Unsere Behörden sind bekanntermaßen in etwa so wendig wie Ozeanriesen in Wendemanövern.
Gabriel Renoir
@noevil Die Landwirtschaft produziert Lebensmittel und soll die Landschaft mit ihren Tieren schützen. Weltweit steigen die Lebensmittelpreise. Wenn man jetzt das Spritzen einstellt, fällt die Produktion und die Preise steigen weiter. Da muss man die richtige Balance finden.
47202 (Profil gelöscht)
Gast
@Gabriel Renoir Die richtige Balance beim Krebs und beim Artensterben?
Ein bisschen Krebs ist ok, ein paar seltene Arten können ruhig verrecken?
Wenn es keine Bienen mehr gibt, wird`s verdammt eng mit der Nahrungsmittelproduktion.
Das Hauptproblem wird permanent irgnoriert - die Überbevölkerung.
Uranus
@Gabriel Renoir Ein wichtiger Punkt neben der massiven Anhebung der Ökologischen Landwirtschaft ist der Flächenverbrauch von Lebensmitteln und Ernährungsweisen. So bedingt die Erzeugung von Tierprodukten und somit omnivore tierprodukthaltige Ernährungsweise wesentlich mehr Fläche. Mensch kann sowohl Flächenverbrauch als auch Pestizideinsatz durch massive Reduzierung der Tierproduktion erreichen. Eine vegane Landwirtschaft kann auf weniger Fläche (so es nicht Steppe, Alm o.ä. ist) mehr Lebensmittel erzeugen. Angesichts des Ökozids sollte mensch das so schnell wie möglich umsetzen und freiwerdende Flächen renaturieren/in Ruhe lassen. Persönlich kann mensch selbst ein Zeichen setzen, indem mensch vegan lebt und wenn mensch mehr als HartzIV kriegt vegane Bio-Nahrungsmittel kaufen. Vegan ist der beste Tierschutz, da Tiere, die anhand Haltung und Tötung gequält würden, erst gar nicht gezüchtet werden.
Axel Donning
@Gabriel Renoir "Die Landwirtschaft produziert Lebensmittel und soll die Landschaft mit ihren Tieren schützen." Ja, dieser Satz ist richtig - man kann aber noch ergänzen, dass man die "Landschaft mit ihren Tieren" nicht zuletzt unserer selbst willen schützen muss.
shantivanille
Der BUND hat völlig Recht.
Özdemir hat einen sehr veerantwortungsvollen Job da. Hoffentlich kommt er klar damit.

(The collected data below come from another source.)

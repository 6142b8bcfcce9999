//! Local process runner and ssh command-line construction.
//!
//! Remote commands are composed as strings and handed to the local `sh`.
//! The only quoting rule is [`escape_double_quoted`]; a relayed command gets
//! it applied twice, target layer first, relay layer second.

use std::io;
use std::process::Stdio;
use std::sync::{Arc, Mutex, MutexGuard};
use std::time::Duration;
use tokio::io::{AsyncRead, AsyncReadExt};
use tokio::process::Command;
use tokio::task::JoinHandle;
use tracing::{debug, warn};

/// Exit code reserved for "killed by the local timeout".
pub const TIMEOUT_EXIT_CODE: i32 = 124;

/// Exit code reported when the process ended without one (e.g. by signal).
pub const UNKNOWN_EXIT_CODE: i32 = 1;

/// How long to wait for pipe readers after the process was killed.
const READER_GRACE: Duration = Duration::from_millis(250);

/// Outcome of running one local command line.
#[derive(Debug, Clone, PartialEq, Eq)]
pub enum RunOutcome {
    Completed {
        stdout: String,
        stderr: String,
        exit_code: i32,
    },
    /// The timeout fired and the process was killed. Carries whatever
    /// output was produced before the kill.
    TimedOut { stdout: String, stderr: String },
}

/// Seam between command composition and process spawning.
///
/// `Err` means the local shell could not be started at all. A command that
/// ran and failed is `Ok(RunOutcome::Completed { exit_code != 0, .. })`.
pub trait ProcessRunner: Send + Sync + Clone + 'static {
    fn run(
        &self,
        command_line: &str,
        timeout: Duration,
    ) -> impl Future<Output = io::Result<RunOutcome>> + Send;
}

/// Runs command lines through `sh -c`.
#[derive(Debug, Clone, Default)]
pub struct ShellRunner;

impl ShellRunner {
    pub fn new() -> Self {
        Self
    }
}

impl ProcessRunner for ShellRunner {
    async fn run(&self, command_line: &str, timeout: Duration) -> io::Result<RunOutcome> {
        let mut child = Command::new("sh")
            .arg("-c")
            .arg(command_line)
            .stdin(Stdio::null())
            .stdout(Stdio::piped())
            .stderr(Stdio::piped())
            .kill_on_drop(true)
            .spawn()?;

        let stdout_reader = PipeReader::spawn(child.stdout.take());
        let stderr_reader = PipeReader::spawn(child.stderr.take());

        match tokio::time::timeout(timeout, child.wait()).await {
            Ok(status) => {
                let status = status?;
                let stdout = stdout_reader.finish(None).await;
                let stderr = stderr_reader.finish(None).await;
                Ok(RunOutcome::Completed {
                    stdout,
                    stderr,
                    exit_code: status.code().unwrap_or(UNKNOWN_EXIT_CODE),
                })
            }
            Err(_) => {
                if let Err(e) = child.start_kill() {
                    warn!("Failed to kill timed out process: {}", e);
                }
                let _ = child.wait().await;
                // Grandchildren may still hold the pipes open.
                let stdout = stdout_reader.finish(Some(READER_GRACE)).await;
                let stderr = stderr_reader.finish(Some(READER_GRACE)).await;
                debug!(timeout_ms = timeout.as_millis() as u64, "Local process timed out");
                Ok(RunOutcome::TimedOut { stdout, stderr })
            }
        }
    }
}

/// Drains one pipe in the background into a shared buffer, so output read
/// before an abort is kept.
struct PipeReader {
    task: JoinHandle<()>,
    captured: Arc<Mutex<Vec<u8>>>,
}

impl PipeReader {
    fn spawn<R: AsyncRead + Unpin + Send + 'static>(pipe: Option<R>) -> Self {
        let captured = Arc::new(Mutex::new(Vec::new()));
        let sink = Arc::clone(&captured);
        let task = tokio::spawn(async move {
            let Some(mut pipe) = pipe else {
                return;
            };
            let mut chunk = [0u8; 8192];
            loop {
                match pipe.read(&mut chunk).await {
                    Ok(0) | Err(_) => break,
                    Ok(n) => lock(&sink).extend_from_slice(&chunk[..n]),
                }
            }
        });
        Self { task, captured }
    }

    /// Wait for EOF, or at most `grace`, then return what was read.
    async fn finish(mut self, grace: Option<Duration>) -> String {
        match grace {
            None => {
                let _ = (&mut self.task).await;
            }
            Some(grace) => {
                if tokio::time::timeout(grace, &mut self.task).await.is_err() {
                    self.task.abort();
                }
            }
        }
        String::from_utf8_lossy(&lock(&self.captured)).into_owned()
    }
}

fn lock(buf: &Mutex<Vec<u8>>) -> MutexGuard<'_, Vec<u8>> {
    buf.lock().unwrap_or_else(|poisoned| poisoned.into_inner())
}

/// ssh connection settings shared by every remote call.
#[derive(Debug, Clone, Copy, PartialEq, Eq)]
pub struct SshOptions {
    pub connect_timeout_secs: u64,
}

impl Default for SshOptions {
    fn default() -> Self {
        Self {
            connect_timeout_secs: crate::config::DEFAULT_CONNECT_TIMEOUT_SECS,
        }
    }
}

/// Escape a string for embedding inside a double-quoted shell word.
///
/// Backslashes first, then double quotes. `$` and backticks pass through:
/// commands are trusted operator input and may use remote expansion.
pub fn escape_double_quoted(s: &str) -> String {
    s.replace('\\', "\\\\").replace('"', "\\\"")
}

/// Single-hop invocation: batch mode, no host key checking, no tty.
pub fn ssh_command_line(host: &str, command: &str, opts: &SshOptions) -> String {
    format!(
        "ssh -o BatchMode=yes -o StrictHostKeyChecking=no -o ConnectTimeout={} {} \"{}\"",
        opts.connect_timeout_secs,
        host,
        escape_double_quoted(command)
    )
}

/// Two-hop invocation: a single-hop line to `relay` whose payload is itself
/// the single-hop line to `target`.
pub fn relay_command_line(relay: &str, target: &str, command: &str, opts: &SshOptions) -> String {
    let inner = ssh_command_line(target, command, opts);
    ssh_command_line(relay, &inner, opts)
}

/// One ICMP echo with a reply deadline.
pub fn ping_command_line(address: &str, timeout_secs: u64) -> String {
    format!("ping -c 1 -W {} {}", timeout_secs.max(1), address)
}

Wie wäre es denn mit dem Ziel, dass in vielleicht 20 Jahren wieder so viel Vögelin Deutschland zu Hause sind wie 1980?
Übrigens: Wunderbar wäre es auch wenn die Kühe in Zukunft wieder Hörner taregn dürften.
SWR: "Warum Kühe Hörner brauchen"
www.swr.de/swr2/wi...020-08-11-102.html
Rudolf Fissner
@shantivanille Möchte der BUND eine Wiedereinsetzung der Brachenregelung, die beim Wegfall 2008 zum Boom der Energiepflanzen führte?
Günter Witte
@shantivanille Sie haben vollkommen recht das Kühe wieder Hörner brauchen, bei der ausufernden Wolfspopulation brauchen sie ihre Hörner um ihr Leben zu verteidigen.
Ria Sauter
Gast
Wenn ein Oberleutnant, noch dazu ein Grüner, Landwirtschaftspolitik machen soll, ja dann....
Bernhard Hellweg
Nahrungsmittel Produktion wird auch vollkommen überbewertet.